Caricatura de Manuel Bandeira feita pelo pintor Di Cavalcanti. Abaixo, uma caricatura de 1944, ‘‘Nazismo, Plutocracia, Opressão’’. Os desenhos políticos do pintor tem sempre uma carga de revolta contra os opressores da população pobre. Di foi o próprio ‘‘socialista moreno’’, militante político e ligado às boas coisas da vida








O pintor Di Cavalcanti (1897-1976), era o próprio adepto do ‘‘Socialismo Moreno’’, décadas antes de Darcy Ribeiro - um socialista moreno da mais autêntica cepa - inventar mais este adjetivo político. Di foi uma figura marcante na arte brasileira. É muito mais do que o ‘‘pintor das mulatas’’, um rótulo que grudaram em sua arte. Criador excepcional - foi sua a idéia da Semana de Arte Moderna de 1922 - , é um dos formadores do que se pode chamar Brasil. Não fosse ele e seus contemporâneos - Drummond, Graciliano, Bandeira, Murilo Mendes, Guimarães Rosa, Pixinguinha, Portinari, Lucio Costa, Niemeyer e tanta gente boa - terem arregaçado as mangas e criado uma estrutura sólida, uma base cultural para a nossa nacionalidade, estaríamos agora bem próximos do Zaire, Ruanda, por aí.
Di Cavalcanti começou como caricaturista. E dos bons.

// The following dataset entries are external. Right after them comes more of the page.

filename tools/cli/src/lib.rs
use clap::{ArgAction, Parser, Subcommand};
use serde::{Deserialize, Serialize};
use std::path::PathBuf;
use thiserror::Error;

#[derive(Parser)]
#[command(name = "condo-cli")]
#[command(about = "CLI tool for condominium treasury contract operations")]
#[command(version = "0.1.0")]
pub struct Cli {
    #[command(subcommand)]
    pub command: Commands,

    /// Configuration file path
    #[arg(short, long, default_value = "~/.condo-treasury/config.toml")]
    pub config: PathBuf,

    /// Treasury contract ID (overrides the config file)
    #[arg(long, global = true)]
    pub contract_id: Option<String>,

    /// Print the stellar CLI invocation instead of running it
    #[arg(long, global = true)]
    pub dry_run: bool,

    /// Verbose output
    #[arg(short, long)]
    pub verbose: bool,
}

#[derive(Subcommand)]
pub enum Commands {
    /// Show CLI status
    Status,

    /// Show the treasury this CLI targets
    Info {
        /// Print as JSON
        #[arg(long)]
        json: bool,
    },

    /// Initialize a deployed treasury
    Init {
        /// Owner address
        #[arg(long)]
        owner: String,

        /// Token address (defaults to the configured token)
        #[arg(long)]
        token: Option<String>,

        /// Amount moved from the owner into the treasury
        #[arg(long, default_value_t = 0)]
        initial_funding: i128,
    },

    /// Register an authorized payer
    AddPayer {
        #[arg(long)]
        payer: String,

        #[arg(long)]
        name: String,
    },

    /// Grant or revoke a payer's deposit right
    SetPayerAuthorized {
        #[arg(long)]
        payer: String,

        #[arg(long, action = ArgAction::Set)]
        authorized: bool,
    },

    /// Deposit expenses as a registered payer
    PayExpenses {
        /// Payer address (defaults to the source account)
        #[arg(long)]
        payer: Option<String>,

        #[arg(long)]
        amount: i128,
    },

    /// Register an employee
    AddEmployee {
        #[arg(long)]
        employee: String,

        #[arg(long)]
        name: String,
    },

    /// Register a service provider
    AddService {
        #[arg(long)]
        service: String,

        #[arg(long)]
        name: String,
    },

    /// Pay a registered employee
    PayEmployee {
        #[arg(long)]
        index: u32,

        #[arg(long)]
        amount: i128,
    },

    /// Pay a registered service
    PayService {
        #[arg(long)]
        index: u32,

        #[arg(long)]
        amount: i128,
    },

    /// Pay an arbitrary address
    SpecificPayment {
        #[arg(long)]
        to: String,

        #[arg(long)]
        amount: i128,
    },

    /// Read a service record
    GetService {
        #[arg(long)]
        index: u32,
    },

    /// Read an employee record
    GetEmployee {
        #[arg(long)]
        index: u32,
    },

    /// Read the tracked treasury balance
    Balance,

    /// Hand the owner role to another address
    TransferOwnership {
        #[arg(long)]
        new_owner: String,
    },
}

#[derive(Debug, Error, PartialEq, Eq)]
pub enum CliError {
    #[error("Invalid address `{0}`: expected a 56 character G... account or C... contract")]
    InvalidAddress(String),

    #[error("Invalid amount {0}: must not be negative")]
    InvalidAmount(i128),

    #[error("No contract ID provided. Pass --contract-id or set contract.default_contract_id")]
    MissingContractId,

    #[error("No token provided. Pass --token or set contract.token")]
    MissingToken,

    #[error("No source account found. Set CONDO_SOURCE_ACCOUNT or auth.source_account")]
    MissingSourceAccount,
}

#[derive(Debug, Serialize, Deserialize)]
pub struct Config {
    pub network: NetworkConfig,
    pub contract: ContractConfig,
    pub auth: AuthConfig,
    pub defaults: DefaultsConfig,
}

#[derive(Debug, Serialize, Deserialize)]
pub struct NetworkConfig {
    /// Network name passed to `stellar --network`
    pub name: String,
    pub rpc_url: String,
    pub network_passphrase: String,
}

#[derive(Debug, Serialize, Deserialize)]
pub struct ContractConfig {
    pub default_contract_id: Option<String>,
    pub token: Option<String>,
}

#[derive(Debug, Serialize, Deserialize)]
pub struct AuthConfig {
    /// Identity name or secret understood by `stellar --source`
    pub source_account: Option<String>,
}

#[derive(Debug, Serialize, Deserialize)]
pub struct DefaultsConfig {
    pub stellar_bin: String,
}

impl Default for Config {
    fn default() -> Self {
        Self {
            network: NetworkConfig {
                name: "testnet".to_string(),
                rpc_url: "https://soroban-testnet.stellar.org:443".to_string(),
                network_passphrase: "Test SDF Network ; September 2015".to_string(),
            },
            contract: ContractConfig {
                default_contract_id: None,
                token: None,
            },
            auth: AuthConfig {
                source_account: None,
            },
            defaults: DefaultsConfig {
                stellar_bin: "stellar".to_string(),
            },
        }
    }
}

/// Where and as whom a contract call is submitted.
#[derive(Debug, Serialize)]
pub struct InvokeTarget {
    pub contract_id: String,
    pub source_account: String,
    pub network: String,
    pub rpc_url: String,
}

/// A single contract function call with its named arguments.
#[derive(Debug, Clone, PartialEq, Eq)]
pub struct Invocation {
    pub function: &'static str,
    pub args: Vec<(&'static str, String)>,
}

impl Invocation {
    pub fn new(function: &'static str) -> Self {
        Self {
            function,
            args: Vec::new(),
        }
    }

    pub fn arg(mut self, name: &'static str, value: impl ToString) -> Self {
        self.args.push((name, value.to_string()));
        self
    }

    /// Arguments for `stellar contract invoke`, excluding the binary name.
    pub fn to_cli_args(&self, target: &InvokeTarget) -> Vec<String> {
        let mut out = vec![
            "contract".to_string(),
            "invoke".to_string(),
            "--id".to_string(),
            target.contract_id.clone(),
            "--source-account".to_string(),
            target.source_account.clone(),
            "--rpc-url".to_string(),
            target.rpc_url.clone(),
            "--network".to_string(),
            target.network.clone(),
            "--".to_string(),
            self.function.to_string(),
        ];
        for (name, value) in &self.args {
            out.push(format!("--{}", name));
            out.push(value.clone());
        }
        out
    }
}

/// Checks the shape of a Stellar account (`G...`) or contract (`C...`) address.
pub fn validate_address(address: &str) -> Result<(), CliError> {
    let well_formed = address.len() == 56
        && (address.starts_with('G') || address.starts_with('C'))
        && address
            .chars()
            .all(|c| c.is_ascii_uppercase() || c.is_ascii_digit());
    if well_formed {
        Ok(())
    } else {
        Err(CliError::InvalidAddress(address.to_string()))
    }
}

pub fn validate_amount(amount: i128) -> Result<(), CliError> {
    if amount < 0 {
        return Err(CliError::InvalidAmount(amount));
    }
    Ok(())
}

/// Maps a contract-level treasury call to its invocation.
///
/// `caller` is the identity that authenticates owner-only and deposit calls.
/// Returns `Ok(None)` for commands that are not contract calls.
pub fn build_invocation(
    command: &Commands,
    config: &Config,
    caller: &str,
) -> Result<Option<Invocation>, CliError> {
    let invocation = match command {
        Commands::Status | Commands::Info { .. } => return Ok(None),
        Commands::Init {
            owner,
            token,
            initial_funding,
        } => {
            validate_address(owner)?;
            let token = token
                .clone()
                .or_else(|| config.contract.token.clone())
                .ok_or(CliError::MissingToken)?;
            validate_address(&token)?;
            if *initial_funding < 0 {
                return Err(CliError::InvalidAmount(*initial_funding));
            }
            Invocation::new("initialize")
                .arg("owner", owner)
                .arg("token", token)
                .arg("initial_funding", initial_funding)
        }
        Commands::AddPayer { payer, name } => {
            validate_address(payer)?;
            Invocation::new("add_payer_user")
                .arg("caller", caller)
                .arg("payer", payer)
                .arg("name", name)
        }
        Commands::SetPayerAuthorized { payer, authorized } => {
            validate_address(payer)?;
            Invocation::new("set_payer_authorized")
                .arg("caller", caller)
                .arg("payer", payer)
                .arg("authorized", authorized)
        }
        Commands::PayExpenses { payer, amount } => {
            validate_amount(*amount)?;
            let payer = match payer {
                Some(payer) => {
                    validate_address(payer)?;
                    payer.as_str()
                }
                None => caller,
            };
            Invocation::new("pay_expenses")
                .arg("payer", payer)
                .arg("amount", amount)
        }
        Commands::AddEmployee { employee, name } => {
            validate_address(employee)?;
            Invocation::new("add_employee_user")
                .arg("caller", caller)
                .arg("employee", employee)
                .arg("name", name)
        }
        Commands::AddService { service, name } => {
            validate_address(service)?;
            Invocation::new("add_service")
                .arg("caller", caller)
                .arg("service", service)
                .arg("name", name)
        }
        Commands::PayEmployee { index, amount } => {
            validate_amount(*amount)?;
            Invocation::new("pay_employee")
                .arg("caller", caller)
                .arg("index", index)
                .arg("amount", amount)
        }
        Commands::PayService { index, amount } => {
            validate_amount(*amount)?;
            Invocation::new("pay_service")
                .arg("caller", caller)
                .arg("index", index)
                .arg("amount", amount)
        }
        Commands::SpecificPayment { to, amount } => {
            validate_address(to)?;
            validate_amount(*amount)?;
            Invocation::new("specific_payment")
                .arg("caller", caller)
                .arg("to", to)
                .arg("amount", amount)
        }
        Commands::GetService { index } => Invocation::new("get_service").arg("index", index),
        Commands::GetEmployee { index } => Invocation::new("get_employee").arg("index", index),
        Commands::Balance => Invocation::new("get_balance"),
        Commands::TransferOwnership { new_owner } => {
            validate_address(new_owner)?;
            Invocation::new("transfer_ownership")
                .arg("caller", caller)
                .arg("new_owner", new_owner)
        }
    };
    Ok(Some(invocation))
}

Herman Lima, estudioso da caricatura brasileira e autor da ‘‘História da Caricatura no Brasil’’, onde são dedicadas dez páginas ao Di caricaturista, diz que ‘‘Ele teria sido um dos nossos maiores caricaturistas, se persistisse no gênero de que a pintura o afastaria depois, definitivamente...’’
Em 1914, Di publicou a primeira caricatura na revista ‘‘Fon-Fon!’’. Sua primeira exposição foi também de caricaturas. Em 1933, editou o álbum ‘‘A Realidade Brasileira’’, uma publicação marcante na história da caricatura brasileira. Seus desenhos dessa época são sempre comprometidos com os problemas sociais, com o homem do povo. Mas não falta espaço para as cenas pitorescas de ruas e de bares. Mas seu lado comunista, do artista que teve conhecimento da revolução bolchevista em 1917 e ficou fascinado com a possibilidade da construção do socialismo é marcante em seus desenhos. Esta faceta politizada lhe valeu a eterna hostilidade - na boa companhia de Portinari - dos críticos e artistas que acreditam que maço de cigarro jogado no chão é arte.

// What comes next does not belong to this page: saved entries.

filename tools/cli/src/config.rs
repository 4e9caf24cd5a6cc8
use anyhow::Result;
use condo_cli::{CliError, Config};
use std::path::{Path, PathBuf};
use tokio::fs;

pub fn expand_home(config_path: &Path) -> Result<PathBuf> {
    if !config_path.starts_with("~") {
        return Ok(config_path.to_path_buf());
    }
    let home_dir =
        dirs::home_dir().ok_or_else(|| anyhow::anyhow!("Could not find home directory"))?;
    let path_str = config_path.to_string_lossy();
    let without_tilde = &path_str[1..];
    Ok(home_dir.join(without_tilde.trim_start_matches('/')))
}

pub async fn load_config(config_path: &Path) -> Result<Config> {
    let expanded_path = expand_home(config_path)?;

    if !expanded_path.exists() {
        let default_config = Config::default();
        create_config_file(&expanded_path, &default_config).await?;
        return Ok(default_config);
    }

    let config_content = fs::read_to_string(&expanded_path).await?;
    let config: Config = toml::from_str(&config_content)?;

    Ok(config)
}

async fn create_config_file(path: &Path, config: &Config) -> Result<()> {
    if let Some(parent) = path.parent() {
        fs::create_dir_all(parent).await?;
    }

    let config_content = toml::to_string_pretty(config)?;
    fs::write(path, config_content).await?;

    log::info!("Created default config file at: {}", path.display());

    Ok(())
}

/// Identity that signs transactions: environment first, then config file.
pub fn get_source_account(config: &Config) -> Result<String, CliError> {
    if let Ok(account) = std::env::var("CONDO_SOURCE_ACCOUNT") {
        if !account.is_empty() {
            return Ok(account);
        }
    }

    config
        .auth
        .source_account
        .clone()
        .ok_or(CliError::MissingSourceAccount)
}

pub fn get_contract_id(cli_value: Option<String>, config: &Config) -> Result<String, CliError> {
    cli_value
        .or_else(|| config.contract.default_contract_id.clone())
        .ok_or(CliError::MissingContractId)
}
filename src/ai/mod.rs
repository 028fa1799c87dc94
pub mod prompt;
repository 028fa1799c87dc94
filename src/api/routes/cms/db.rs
//! Database queries for portfolio content
use anyhow::{Error, Result};
use rusqlite::types::Value as SqlValue;
use rusqlite::{OptionalExtension, params_from_iter};
use serde_json::{Map, Value};
use tokio_rusqlite::Connection;

use super::resource::{Resource, to_json};

const NOW: &str = "strftime('%Y-%m-%dT%H:%M:%fZ', 'now')";

fn select_sql(resource: &Resource) -> String {
    let columns: Vec<&str> = resource
        .output_columns()
        .iter()
        .map(|(name, _)| *name)
        .collect();
    format!("SELECT {} FROM {}", columns.join(", "), resource.name)
}

fn row_to_json(resource: &Resource, row: &rusqlite::Row) -> rusqlite::Result<Value> {
    let mut object = Map::new();
    for (i, (name, kind)) in resource.output_columns().into_iter().enumerate() {
        let value: SqlValue = row.get(i)?;
        object.insert(name.to_string(), to_json(kind, value));
    }
    Ok(Value::Object(object))
}

fn find_row(
    conn: &rusqlite::Connection,
    resource: &Resource,
    id: &str,
) -> rusqlite::Result<Option<Value>> {
    conn.query_row(
        &format!("{} WHERE id = ?1", select_sql(resource)),
        [id],
        |row| row_to_json(resource, row),
    )
    .optional()
}

/// All rows of a resource, by `sort_order` when it has one.
pub async fn list_rows(db: &Connection, resource: &'static Resource) -> Result<Vec<Value>, Error> {
    let rows = db
        .call(move |conn| {
            let order = if resource.sorted {
                "ORDER BY sort_order ASC, rowid ASC"
            } else {
                "ORDER BY rowid ASC"
            };
            let mut stmt = conn.prepare(&format!("{} {}", select_sql(resource), order))?;
            let rows = stmt
                .query_map([], |row| row_to_json(resource, row))?
                .collect::<rusqlite::Result<Vec<Value>>>()?;
            Ok(rows)
        })
        .await?;
    Ok(rows)
}

pub async fn insert_row(
    db: &Connection,
    resource: &'static Resource,
    id: &str,
    values: Vec<(&'static str, SqlValue)>,
) -> Result<Value, Error> {
    let id = id.to_owned();
    let row = db
        .call(move |conn| {
            let mut columns = vec!["id"];
            let mut params = vec![SqlValue::Text(id.clone())];
            for (name, value) in values {
                columns.push(name);
                params.push(value);
            }
            let placeholders: Vec<String> = (1..=params.len()).map(|i| format!("?{i}")).collect();

            conn.execute(
                &format!(
                    "INSERT INTO {} ({}) VALUES ({})",
                    resource.name,
                    columns.join(", "),
                    placeholders.join(", ")
                ),
                params_from_iter(params),
            )?;
            let row = find_row(conn, resource, &id)?.ok_or(rusqlite::Error::QueryReturnedNoRows)?;
            Ok(row)
        })
        .await?;
    Ok(row)
}

/// Update the given columns of a row. Returns `None` when no row has
/// that id.
pub async fn update_row(
    db: &Connection,
    resource: &'static Resource,
    id: &str,
    values: Vec<(&'static str, SqlValue)>,
) -> Result<Option<Value>, Error> {
    let id = id.to_owned();
    let row = db
        .call(move |conn| {
            let mut assignments = Vec::new();
            let mut params = Vec::new();
            for (i, (name, value)) in values.into_iter().enumerate() {
                assignments.push(format!("{} = ?{}", name, i + 1));
                params.push(value);
            }
            assignments.push(format!("updated_at = {NOW}"));
            params.push(SqlValue::Text(id.clone()));

            let updated = conn.execute(
                &format!(
                    "UPDATE {} SET {} WHERE id = ?{}",
                    resource.name,
                    assignments.join(", "),
                    params.len()
                ),
                params_from_iter(params),
            )?;
            if updated == 0 {
                return Ok(None);
            }
            Ok(find_row(conn, resource, &id)?)
        })
        .await?;
    Ok(row)
}

pub async fn delete_row(db: &Connection, resource: &'static Resource, id: &str) -> Result<(), Error> {
    let id = id.to_owned();
    db.call(move |conn| {
        conn.execute(&format!("DELETE FROM {} WHERE id = ?1", resource.name), [id])?;
        Ok(())
    })
    .await?;
    Ok(())
}

/// True when a write was refused by a uniqueness or foreign key
/// constraint, which is the caller's fault rather than the server's.
pub fn is_constraint_violation(err: &Error) -> bool {
    matches!(
        err.downcast_ref::<tokio_rusqlite::Error>(),
        Some(tokio_rusqlite::Error::Rusqlite(rusqlite::Error::SqliteFailure(e, _)))
            if e.code == rusqlite::ErrorCode::ConstraintViolation
    )
}

#[cfg(test)]
mod tests {
    use super::*;
    use crate::api::routes::cms::resource::find;
    use crate::core::db::initialize_db;
    use serde_json::json;

    async fn test_db() -> Connection {
        let db = Connection::open_in_memory().await.unwrap();
        db.call(|conn| {
            initialize_db(conn)?;
            Ok(())
        })
        .await
        .unwrap();
        db
    }

    fn bind(resource: &Resource, value: Value) -> Vec<(&'static str, SqlValue)> {
        resource.bind(value.as_object().unwrap(), true).unwrap()
    }

    #[tokio::test]
    async fn test_rows_are_listed_by_sort_order() {
        let db = test_db().await;
        let categories = find("skill_categories").unwrap();

        for (id, title, sort_order) in [("b", "Backend", 2), ("f", "Frontend", 1), ("t", "Tools", 3)] {
            insert_row(
                &db,
                categories,
                id,
                bind(categories, json!({"title": title, "sort_order": sort_order})),
            )
            .await
            .unwrap();
        }

        let titles: Vec<Value> = list_rows(&db, categories)
            .await
            .unwrap()
            .into_iter()
            .map(|row| row["title"].clone())
            .collect();
        assert_eq!(titles, vec![json!("Frontend"), json!("Backend"), json!("Tools")]);
    }

    #[tokio::test]
    async fn test_insert_returns_the_stored_row() {
        let db = test_db().await;
        let projects = find("projects").unwrap();

        let row = insert_row(
            &db,
            projects,
            "p1",
            bind(
                projects,
                json!({"title": "Folio", "role": "Author", "description": "Site", "tech": ["Rust"]}),
            ),
        )
        .await
        .unwrap();

        assert_eq!(row["id"], "p1");
        assert_eq!(row["tech"], json!(["Rust"]));
        assert_eq!(row["featured"], json!(false));
        assert_eq!(row["sort_order"], json!(0));
        assert_eq!(row["link"], Value::Null);
        assert!(row["created_at"].is_string());
    }

    #[tokio::test]
    async fn test_update_and_delete() {
        let db = test_db().await;
        let about = find("about_content").unwrap();
        insert_row(&db, about, "a1", bind(about, json!({"content": "Hello"})))
            .await
            .unwrap();

        let row = update_row(&db, about, "a1", vec![("gwa", SqlValue::Text("1.25".into()))])
            .await
            .unwrap()
            .unwrap();
        assert_eq!(row["content"], "Hello");
        assert_eq!(row["gwa"], "1.25");

        assert!(update_row(&db, about, "missing", vec![]).await.unwrap().is_none());

        delete_row(&db, about, "a1").await.unwrap();
        assert!(list_rows(&db, about).await.unwrap().is_empty());
    }

    #[tokio::test]
    async fn test_constraint_violations_are_detected() {
        let db = test_db().await;
        let skills = find("skills").unwrap();

        let err = insert_row(
            &db,
            skills,
            "s1",
            bind(skills, json!({"category_id": "nope", "name": "Rust", "level": 5})),
        )
        .await
        .unwrap_err();
        assert!(is_constraint_violation(&err));
    }
}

No fim da década, o Di pintor já havia engolido o caricaturista. Os desenhos de humor tornaram-se apenas um elemento secundário em sua carreira. Mas seu lápis mantinha-se sempre afiado, pronto para caricaturar os amigos nas mesas de bares ou colaborar com alguma boa causa. Desenhou contra os nazistas, atacou os capitalistas. E como bom iconoclasta, conseguiu ser perseguido pela polícia de Getúlio Vargas e também ser preso como ‘‘getulista’’ em 1932, em São Paulo, durante a Revolução Constitucionalista.
Lutou bastante, porém sem perder o contato com a alegria da vida, qualidade marcante em suas telas. É o mais bem humorado dos pintores brasileiros. Traços de um homem que tinha gosto em viver e que era, uma das figuras mais populares do Rio de Janeiro. Amigo de todos: militares e civis, espíritas e católicos, pobres e grã-finos... Uma amabilidade que fez Aníbal Machado - outro criador do Brasil - defini-lo como ‘‘Di, o enamorado da vida’’.